//! Parameters for paged query endpoints.
//!
//! ```
//! use ctera_client::query::{FilterBuilder, QueryParam};
//!
//! let param = QueryParam::builder()
//!     .include_classname()
//!     .count_limit(1)
//!     .add_filter(FilterBuilder::new("name").eq("acme"))
//!     .or_filter(false)
//!     .build()
//!     .unwrap();
//! assert_eq!(1, param.filters().len());
//! ```

use crate::client::CteraError::InvalidInput;
use crate::pager::Paginated;
use anyhow::Result;
use serde::Serialize;
use serde_json::{Map, Value};

pub const DEFAULT_PAGE_SIZE: u32 = 100;

/// Field names owned by [`QueryParam`] that [`QueryParamBuilder::put()`] may not override
const RESERVED_FIELDS: &[&str] = &[
    "_classname",
    "startFrom",
    "countLimit",
    "filters",
    "orFilter",
    "includeClasses",
    "include",
    "sortBy",
];

/// Relation between a field and a value in a [`Filter`]
#[derive(Serialize, Debug, Clone, Copy, PartialEq, Eq)]
#[serde(rename_all = "SCREAMING_SNAKE_CASE")]
pub enum Restriction {
    Equals,
    NotEquals,
    GreaterThan,
    GreaterEquals,
    LessThan,
    LessEquals,
    Like,
    Contains,
    StartsWith,
}

/// A single `(field, restriction, value)` predicate
#[derive(Serialize, Debug, Clone, PartialEq)]
pub struct Filter {
    #[serde(rename = "_classname")]
    classname: &'static str,
    field: String,
    restriction: Restriction,
    value: Value,
}

impl Filter {
    #[must_use]
    pub fn field(&self) -> &str {
        &self.field
    }

    #[must_use]
    pub fn restriction(&self) -> Restriction {
        self.restriction
    }

    #[must_use]
    pub fn value(&self) -> &Value {
        &self.value
    }
}

/// Creates [`Filter`]s on one field
pub struct FilterBuilder {
    field: String,
}

impl FilterBuilder {
    #[must_use]
    pub fn new(field: impl Into<String>) -> Self {
        Self {
            field: field.into(),
        }
    }

    fn restrict(self, restriction: Restriction, value: impl Into<Value>) -> Filter {
        Filter {
            classname: "ValueFilter",
            field: self.field,
            restriction,
            value: value.into(),
        }
    }

    #[must_use]
    pub fn eq(self, value: impl Into<Value>) -> Filter {
        self.restrict(Restriction::Equals, value)
    }

    #[must_use]
    pub fn neq(self, value: impl Into<Value>) -> Filter {
        self.restrict(Restriction::NotEquals, value)
    }

    #[must_use]
    pub fn gt(self, value: impl Into<Value>) -> Filter {
        self.restrict(Restriction::GreaterThan, value)
    }

    #[must_use]
    pub fn ge(self, value: impl Into<Value>) -> Filter {
        self.restrict(Restriction::GreaterEquals, value)
    }

    #[must_use]
    pub fn lt(self, value: impl Into<Value>) -> Filter {
        self.restrict(Restriction::LessThan, value)
    }

    #[must_use]
    pub fn le(self, value: impl Into<Value>) -> Filter {
        self.restrict(Restriction::LessEquals, value)
    }

    #[must_use]
    pub fn like(self, value: impl Into<Value>) -> Filter {
        self.restrict(Restriction::Like, value)
    }

    #[must_use]
    pub fn contains(self, value: impl Into<Value>) -> Filter {
        self.restrict(Restriction::Contains, value)
    }

    #[must_use]
    pub fn starts_with(self, value: impl Into<Value>) -> Filter {
        self.restrict(Restriction::StartsWith, value)
    }
}

/// Request descriptor for a paged query endpoint
#[derive(Serialize, Debug, Clone, PartialEq)]
#[serde(rename_all = "camelCase")]
pub struct QueryParam {
    #[serde(rename = "_classname")]
    classname: &'static str,
    start_from: u64,
    count_limit: u32,
    filters: Vec<Filter>,
    or_filter: bool,
    include_classes: bool,
    #[serde(skip_serializing_if = "Vec::is_empty")]
    include: Vec<String>,
    #[serde(skip_serializing_if = "Option::is_none")]
    sort_by: Option<String>,
    #[serde(flatten)]
    extra: Map<String, Value>,
}

impl QueryParam {
    #[must_use]
    pub fn builder() -> QueryParamBuilder {
        QueryParamBuilder::default()
    }

    #[must_use]
    pub fn start_from(&self) -> u64 {
        self.start_from
    }

    #[must_use]
    pub fn count_limit(&self) -> u32 {
        self.count_limit
    }

    #[must_use]
    pub fn filters(&self) -> &[Filter] {
        &self.filters
    }

    #[must_use]
    pub fn is_or_filter(&self) -> bool {
        self.or_filter
    }

    #[must_use]
    pub fn includes_classname(&self) -> bool {
        self.include_classes
    }

    #[must_use]
    pub fn include(&self) -> &[String] {
        &self.include
    }

    #[must_use]
    pub fn sort_by(&self) -> Option<&str> {
        self.sort_by.as_deref()
    }

    /// Endpoint-specific field set with [`QueryParamBuilder::put()`]
    #[must_use]
    pub fn get(&self, name: &str) -> Option<&Value> {
        self.extra.get(name)
    }
}

impl Default for QueryParam {
    fn default() -> Self {
        Self {
            classname: "QueryParams",
            start_from: 0,
            count_limit: DEFAULT_PAGE_SIZE,
            filters: Vec::new(),
            or_filter: false,
            include_classes: false,
            include: Vec::new(),
            sort_by: None,
            extra: Map::new(),
        }
    }
}

impl Paginated for QueryParam {
    fn offset(&self) -> u64 {
        self.start_from
    }

    fn advance(&mut self) {
        self.start_from = self
            .start_from
            .saturating_add(u64::from(self.count_limit));
    }
}

/// Builder for [`QueryParam`]
///
/// Every setter consumes the builder, so a built parameter can never be changed through it.
#[derive(Default)]
pub struct QueryParamBuilder {
    param: QueryParam,
    rejected: Option<String>,
}

impl QueryParamBuilder {
    #[must_use]
    pub fn new() -> Self {
        Self::default()
    }

    /// Sets the offset of the first page
    #[must_use]
    pub fn start_from(mut self, start: u64) -> Self {
        self.param.start_from = start;
        self
    }

    /// Sets the page size; must be positive
    #[must_use]
    pub fn count_limit(mut self, limit: u32) -> Self {
        self.param.count_limit = limit;
        self
    }

    #[must_use]
    pub fn add_filter(mut self, filter: Filter) -> Self {
        self.param.filters.push(filter);
        self
    }

    #[must_use]
    pub fn add_filters(mut self, filters: impl IntoIterator<Item = Filter>) -> Self {
        self.param.filters.extend(filters);
        self
    }

    /// Combines filters with OR when `true`, AND otherwise
    #[must_use]
    pub fn or_filter(mut self, or_filter: bool) -> Self {
        self.param.or_filter = or_filter;
        self
    }

    /// Asks the server to tag every returned object with its class name
    #[must_use]
    pub fn include_classname(mut self) -> Self {
        self.param.include_classes = true;
        self
    }

    /// Restricts returned objects to the given attributes
    #[must_use]
    pub fn include<I, S>(mut self, attributes: I) -> Self
    where
        I: IntoIterator<Item = S>,
        S: Into<String>,
    {
        self.param
            .include
            .extend(attributes.into_iter().map(Into::into));
        self
    }

    #[must_use]
    pub fn sort_by(mut self, field: impl Into<String>) -> Self {
        self.param.sort_by = Some(field.into());
        self
    }

    /// Attaches an endpoint-specific field
    #[must_use]
    pub fn put(mut self, name: impl Into<String>, value: impl Into<Value>) -> Self {
        let name = name.into();
        if RESERVED_FIELDS.contains(&name.as_str()) {
            if self.rejected.is_none() {
                self.rejected = Some(format!("'{name}' cannot be set through put()"));
            }
        } else {
            self.param.extra.insert(name, value.into());
        }
        self
    }

    /// Builds the [`QueryParam`]
    ///
    /// # Errors
    ///
    /// Returns an error if:
    /// - Page size is zero
    /// - A reserved field name was passed to [`Self::put()`]
    pub fn build(self) -> Result<QueryParam> {
        if let Some(message) = self.rejected {
            return Err(InvalidInput(message).into());
        }
        if self.param.count_limit == 0 {
            return Err(InvalidInput("Count limit must be positive".into()).into());
        }
        Ok(self.param)
    }
}

#[cfg(test)]
mod tests {
    use super::*;
    use crate::client::CteraError;
    use serde_json::json;

    #[test]
    fn test_defaults() {
        let param = QueryParam::builder().build().unwrap();
        assert_eq!(0, param.start_from());
        assert_eq!(DEFAULT_PAGE_SIZE, param.count_limit());
        assert!(param.filters().is_empty());
        assert!(!param.is_or_filter());
        assert!(!param.includes_classname());
    }

    #[test]
    fn test_single_filter_and_semantics() {
        let param = QueryParam::builder()
            .add_filter(FilterBuilder::new("name").eq("acme"))
            .or_filter(false)
            .build()
            .unwrap();

        assert_eq!(1, param.filters().len());
        assert!(!param.is_or_filter());
        let filter = &param.filters()[0];
        assert_eq!("name", filter.field());
        assert_eq!(Restriction::Equals, filter.restriction());
        assert_eq!(&json!("acme"), filter.value());
    }

    #[test]
    fn test_filters_keep_order_and_duplicates() {
        let param = QueryParam::builder()
            .add_filter(FilterBuilder::new("name").eq("a"))
            .add_filters([
                FilterBuilder::new("name").eq("a"),
                FilterBuilder::new("size").gt(10),
            ])
            .or_filter(true)
            .build()
            .unwrap();

        let fields: Vec<_> = param
            .filters()
            .iter()
            .map(|f| (f.field(), f.restriction()))
            .collect();
        assert_eq!(
            vec![
                ("name", Restriction::Equals),
                ("name", Restriction::Equals),
                ("size", Restriction::GreaterThan)
            ],
            fields
        );
        assert!(param.is_or_filter());
    }

    #[test]
    fn test_zero_limit_rejected() {
        let error = QueryParam::builder().count_limit(0).build().unwrap_err();
        assert!(matches!(
            error.downcast_ref::<CteraError>(),
            Some(CteraError::InvalidInput(_))
        ));
    }

    #[test]
    fn test_put_rejects_reserved_fields() {
        let error = QueryParam::builder()
            .put("startFrom", 5)
            .build()
            .unwrap_err();
        assert!(error.to_string().contains("startFrom"));
    }

    #[test]
    fn test_serialized_shape() {
        let param = QueryParam::builder()
            .include_classname()
            .start_from(20)
            .count_limit(10)
            .add_filter(FilterBuilder::new("name").neq("x"))
            .include(["uid", "name"])
            .sort_by("name")
            .put("allPortals", true)
            .build()
            .unwrap();

        assert_eq!(Some(&json!(true)), param.get("allPortals"));
        assert_eq!(
            json!({
                "_classname": "QueryParams",
                "startFrom": 20,
                "countLimit": 10,
                "filters": [{
                    "_classname": "ValueFilter",
                    "field": "name",
                    "restriction": "NOT_EQUALS",
                    "value": "x"
                }],
                "orFilter": false,
                "includeClasses": true,
                "include": ["uid", "name"],
                "sortBy": "name",
                "allPortals": true
            }),
            serde_json::to_value(&param).unwrap()
        );
    }

    #[test]
    fn test_advance_by_page_size() {
        let mut param = QueryParam::builder()
            .start_from(3)
            .count_limit(7)
            .build()
            .unwrap();
        param.advance();
        param.advance();
        assert_eq!(17, param.offset());
    }

    #[test]
    fn test_built_params_are_independent() {
        let first = QueryParam::builder().count_limit(5).build().unwrap();
        let mut second = first.clone();
        second.advance();
        assert_eq!(0, first.offset());
        assert_eq!(5, second.offset());
    }
}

» **Task brief**
Begin with the first line of the records and reproduce each line as is, ending with the line that holds "may not override".

» **Exercise response**
//! Parameters for paged query endpoints.
//!
//! ```
//! use ctera_client::query::{FilterBuilder, QueryParam};
//!
//! let param = QueryParam::builder()
//!     .include_classname()
//!     .count_limit(1)
//!     .add_filter(FilterBuilder::new("name").eq("acme"))
//!     .or_filter(false)
//!     .build()
//!     .unwrap();
//! assert_eq!(1, param.filters().len());
//! ```

use crate::client::CteraError::InvalidInput;
use crate::pager::Paginated;
use anyhow::Result;
use serde::Serialize;
use serde_json::{Map, Value};

pub const DEFAULT_PAGE_SIZE: u32 = 100;

/// Field names owned by [`QueryParam`] that [`QueryParamBuilder::put()`] may not override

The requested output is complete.